NCT06774989 · Status: RECRUITING · Type: OBSERVATIONAL · Enrollment: 66

Last updated 2025-03-18

No results posted yet for this study

Summary

In recent years, the prognosis for BRAFV600E-mutant metastatic melanoma has been transformed with targeted therapies combining BRAF and MEK inhibitors (dabrafenib-trametinib and encorafenib-cobimetinib), which have improved progression-free survival and overall survival. However, adverse events are very frequent, and a significant proportion of patients progress secondarily. Several clinical studies have shown that inter-individual variability in plasma exposure to BRAF inhibitors (dabrafenib, vemurafenib) or MEK inhibitors (trametinib) may contribute in part to the occurrence of severe toxicities, and on the efficiency of the treatment. To our knowledge, no data are currently available on the exposure/toxicity relationship for encorafenib and binimetinib.

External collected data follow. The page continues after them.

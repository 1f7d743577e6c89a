use std::sync::Arc;

use crate::db::UserRepository;
use crate::recommender::Recommender;
use crate::services::providers::MovieProvider;

/// Shared application state
///
/// Everything behind it is immutable after startup or synchronizes internally, so
/// handlers only ever clone the `Arc`s.
#[derive(Clone)]
pub struct AppState {
    pub recommender: Arc<Recommender>,
    pub movie_provider: Arc<dyn MovieProvider>,
    pub users: Arc<dyn UserRepository>,
}

impl AppState {
    pub fn new(
        recommender: Recommender,
        movie_provider: Arc<dyn MovieProvider>,
        users: Arc<dyn UserRepository>,
    ) -> Self {
        Self {
            recommender: Arc::new(recommender),
            movie_provider,
            users,
        }
    }
}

The aim of this study is to assess the association between plasma exposure of encorafenib and binimetinib and the occurrence of dose-limiting toxicity during the first 3 months of treatment.

Our secondary objectives are the identification of factors of variability in plasma exposure to encorafenib and binimetinib, the assessment of the exposure-response relationship to treatment (PFS, OS), the evaluation of the influence of the residual plasma concentration of checkpoint inhibiting antibodies (nivolumab, pembrolizumab, ipilimumab) in the first month on the occurrence of dose-limiting toxicity during treatment with encorafenib/binimetinib. Also, the investigators will study the relationship between the kinetics of circulating tumour DNA levels and plasma exposure to encorafenib and binimetinib. Finally, the investigators will assess compliance with treatment.

All patients over the age of 18 receiving encorafenib-binimetib for BRAF-mutated metastatic or locally advanced non-operable melanoma, regardless of line, in our 5 centres, will be included.

After the patient has been informed and informed that he or she does not wish to be included in the study, an additional blood test will be taken during follow-up visits to the HDJ or specific follow-up consultation for his or her metastatic melanoma, where blood sampling is already planned as part of the treatment, during 1 year.

The tubes will be sent to the laboratories for analysis in the usual way as part of routine care. A self-questionnaire will be given to the patient at different follow-up visits.

Research data, including clinical, biological and self-questionnaire data, will be collected in the study via a web interface (e-CRF).

Follow-up of the population will follow the rhythm of visits scheduled as part of the usual care of patients with melanoma undergoing targeted therapy. the investigators plan a 1-year sampling period, and a 2-year clinical follow-up period for each patient from the time of inclusion. Finally, the investigators plan a period of 1 year to analyze the data and write the article.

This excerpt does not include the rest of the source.